### WHAT IS EXPECTED
Your task is to repeat the entries exactly from their first line through the line with "use crate::domain::context::UiContext;", and to stop there.

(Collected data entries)
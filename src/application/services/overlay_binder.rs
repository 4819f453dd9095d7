//! Binding of download and upload progress overlays.

use std::rc::Rc;
use std::sync::Arc;

use tracing::trace;

use crate::domain::context::UiContext;
use crate::domain::entities::{CacheKey, DisplayVariant, ProgressInfo, ResolvedStream};
use crate::domain::ports::{
    DownloadProgressPort, ReadyCallback, UploadProgressPort, UploadWatch,
};

/// Download indicator radius relative to the maximum message width.
pub const DOWNLOAD_RADIUS_RATIO: f32 = 0.1;

/// Transient progress affordance drawn over a media view.
#[derive(Debug, Clone, PartialEq)]
pub enum OverlayHandle {
    /// Circular download indicator for a pending attachment.
    Download {
        /// Attachment being downloaded.
        attachment_id: CacheKey,
        /// Progress when the overlay was attached.
        progress: ProgressInfo,
        /// Indicator radius in points.
        radius: f32,
    },
    /// Upload indicator for an outgoing attachment.
    Upload {
        /// Attachment being uploaded.
        attachment_id: CacheKey,
    },
}

/// Attaches progress overlays sourced from the transfer trackers.
pub struct ProgressOverlayBinder {
    downloads: Arc<dyn DownloadProgressPort>,
    uploads: Rc<dyn UploadProgressPort>,
    max_message_width: f32,
}

impl ProgressOverlayBinder {
    /// Creates a binder for views constrained to `max_message_width`.
    #[must_use]
    pub fn new(
        downloads: Arc<dyn DownloadProgressPort>,
        uploads: Rc<dyn UploadProgressPort>,
        max_message_width: f32,
    ) -> Self {
        Self {
            downloads,
            uploads,
            max_message_width,
        }
    }

    /// Download overlay for `variant`; only pending attachments qualify.
    #[must_use]
    pub fn download_overlay(&self, variant: &DisplayVariant) -> Option<OverlayHandle> {
        match variant {
            DisplayVariant::Pending(id) => self.attach_if_downloading(id),
            _ => None,
        }
    }

    /// Attaches a download indicator if `attachment_id` is being downloaded.
    #[must_use]
    pub fn attach_if_downloading(&self, attachment_id: &CacheKey) -> Option<OverlayHandle> {
        let Some(progress) = self.downloads.progress(attachment_id) else {
            trace!(id = %attachment_id, "Attachment not being downloaded");
            return None;
        };

        Some(OverlayHandle::Download {
            attachment_id: attachment_id.clone(),
            progress,
            radius: self.max_message_width * DOWNLOAD_RADIUS_RATIO,
        })
    }

    /// Attaches an upload indicator to an outgoing stream that has not been
    /// uploaded, registering `on_ready_changed` with the upload tracker.
    ///
    /// The callback stays registered for as long as the returned watch lives.
    pub fn attach_if_not_uploaded(
        &self,
        ctx: &UiContext,
        stream: &ResolvedStream,
        is_outgoing: bool,
        on_ready_changed: ReadyCallback,
    ) -> Option<(OverlayHandle, UploadWatch)> {
        if !is_outgoing || stream.stream().is_uploaded() {
            return None;
        }

        let watch = self.uploads.watch(ctx, stream.key(), on_ready_changed);
        let overlay = OverlayHandle::Upload {
            attachment_id: stream.key().clone(),
        };
        Some((overlay, watch))
    }
}

impl std::fmt::Debug for ProgressOverlayBinder {
    fn fmt(&self, f: &mut std::fmt::Formatter<'_>) -> std::fmt::Result {
        f.debug_struct("ProgressOverlayBinder")
            .field("max_message_width", &self.max_message_width)
            .finish_non_exhaustive()
    }
}
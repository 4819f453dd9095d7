//! Display classification of an attachment.

use super::attachment::{AttachmentStream, CacheKey};

/// Stream attachment paired with the key it is cached under.
#[derive(Debug, Clone, PartialEq, Eq)]
pub struct ResolvedStream {
    key: CacheKey,
    stream: AttachmentStream,
}

impl ResolvedStream {
    /// Pairs a stream with its cache key.
    #[must_use]
    pub const fn new(key: CacheKey, stream: AttachmentStream) -> Self {
        Self { key, stream }
    }

    /// Returns the cache key.
    #[must_use]
    pub const fn key(&self) -> &CacheKey {
        &self.key
    }

    /// Returns the underlying stream.
    #[must_use]
    pub const fn stream(&self) -> &AttachmentStream {
        &self.stream
    }
}

/// How an attachment is displayed. Fixed for the lifetime of a media view.
#[derive(Debug, Clone, PartialEq, Eq)]
pub enum DisplayVariant {
    /// Not downloaded yet; may show download progress.
    Pending(CacheKey),
    /// Nothing displayable; a static placeholder is shown.
    InvalidOrMissing,
    /// Still image shown through a medium thumbnail.
    StillImage(ResolvedStream),
    /// Animated image decoded from the full file.
    AnimatedImage(ResolvedStream),
    /// Video shown through a medium thumbnail with a play icon.
    Video(ResolvedStream),
}

impl DisplayVariant {
    /// Returns the payload-free kind.
    #[must_use]
    pub const fn kind(&self) -> VariantKind {
        match self {
            Self::Pending(_) => VariantKind::Pending,
            Self::InvalidOrMissing => VariantKind::InvalidOrMissing,
            Self::StillImage(_) => VariantKind::StillImage,
            Self::AnimatedImage(_) => VariantKind::AnimatedImage,
            Self::Video(_) => VariantKind::Video,
        }
    }

    /// Returns the stream payload for the locally available variants.
    #[must_use]
    pub const fn stream(&self) -> Option<&ResolvedStream> {
        match self {
            Self::StillImage(s) | Self::AnimatedImage(s) | Self::Video(s) => Some(s),
            Self::Pending(_) | Self::InvalidOrMissing => None,
        }
    }
}

/// Payload-free tag of a [`DisplayVariant`].
#[derive(Debug, Clone, Copy, PartialEq, Eq, Hash)]
pub enum VariantKind {
    /// See [`DisplayVariant::Pending`].
    Pending,
    /// See [`DisplayVariant::InvalidOrMissing`].
    InvalidOrMissing,
    /// See [`DisplayVariant::StillImage`].
    StillImage,
    /// See [`DisplayVariant::AnimatedImage`].
    AnimatedImage,
    /// See [`DisplayVariant::Video`].
    Video,
}

impl std::fmt::Display for VariantKind {
    fn fmt(&self, f: &mut std::fmt::Formatter<'_>) -> std::fmt::Result {
        match self {
            Self::Pending => write!(f, "pending"),
            Self::InvalidOrMissing => write!(f, "invalid"),
            Self::StillImage => write!(f, "image"),
            Self::AnimatedImage => write!(f, "animated"),
            Self::Video => write!(f, "video"),
        }
    }
}
//! Media production error types.

use std::path::PathBuf;

use thiserror::Error;

use crate::domain::entities::{CacheKey, VariantKind};

/// Reasons a media view ends up showing a placeholder.
///
/// These are logged for diagnostics and never surface to the container,
/// which only observes whether media is displayed.
#[derive(Debug, Clone, Error, PartialEq, Eq)]
#[allow(missing_docs)]
pub enum MediaError {
    #[error("attachment has unexpected type: {detail}")]
    UnexpectedType { detail: String },

    #[error("attachment missing unique id")]
    MissingIdentity,

    #[error("ignoring invalid {kind} attachment {key}")]
    InvalidMedia { key: CacheKey, kind: VariantKind },

    #[error("attachment {key} missing original file path")]
    MissingFilePath { key: CacheKey },

    #[error("could not decode {}: {reason}", .path.display())]
    Decode { path: PathBuf, reason: String },

    #[error("failed to produce media for {key}")]
    ProductionFailed { key: CacheKey },
}

impl MediaError {
    /// Creates unexpected type error.
    #[must_use]
    pub fn unexpected_type(detail: impl Into<String>) -> Self {
        Self::UnexpectedType {
            detail: detail.into(),
        }
    }

    /// Creates decode error.
    #[must_use]
    pub fn decode(path: impl Into<PathBuf>, reason: impl std::fmt::Display) -> Self {
        Self::Decode {
            path: path.into(),
            reason: reason.to_string(),
        }
    }

    /// Returns whether the error happened while classifying the attachment.
    #[must_use]
    pub const fn is_classification(&self) -> bool {
        matches!(self, Self::UnexpectedType { .. } | Self::MissingIdentity)
    }

    /// Returns whether the error stops all further production attempts when
    /// raised by a synchronous production. Asynchronous failures are retried.
    #[must_use]
    pub const fn is_permanent(&self) -> bool {
        matches!(
            self,
            Self::InvalidMedia { .. }
                | Self::MissingFilePath { .. }
                | Self::Decode { .. }
                | Self::ProductionFailed { .. }
        )
    }
}

#[cfg(test)]
mod tests {
    use super::*;

    #[test]
    fn test_display_messages() {
        let err = MediaError::InvalidMedia {
            key: CacheKey::new("abc"),
            kind: VariantKind::Video,
        };
        assert_eq!(err.to_string(), "ignoring invalid video attachment abc");

        let err = MediaError::decode("/tmp/x.gif", "bad header");
        assert_eq!(err.to_string(), "could not decode /tmp/x.gif: bad header");
    }

    #[test]
    fn test_classification_is_not_permanent() {
        assert!(MediaError::MissingIdentity.is_classification());
        assert!(!MediaError::MissingIdentity.is_permanent());
        assert!(
            MediaError::ProductionFailed {
                key: CacheKey::new("k")
            }
            .is_permanent()
        );
    }
}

### COMPLETED TASK
filename src/application/services/overlay_binder.rs
repository 4819f453dd9095d7
//! Binding of download and upload progress overlays.

use std::rc::Rc;
use std::sync::Arc;

use tracing::trace;

use crate::domain::context::UiContext;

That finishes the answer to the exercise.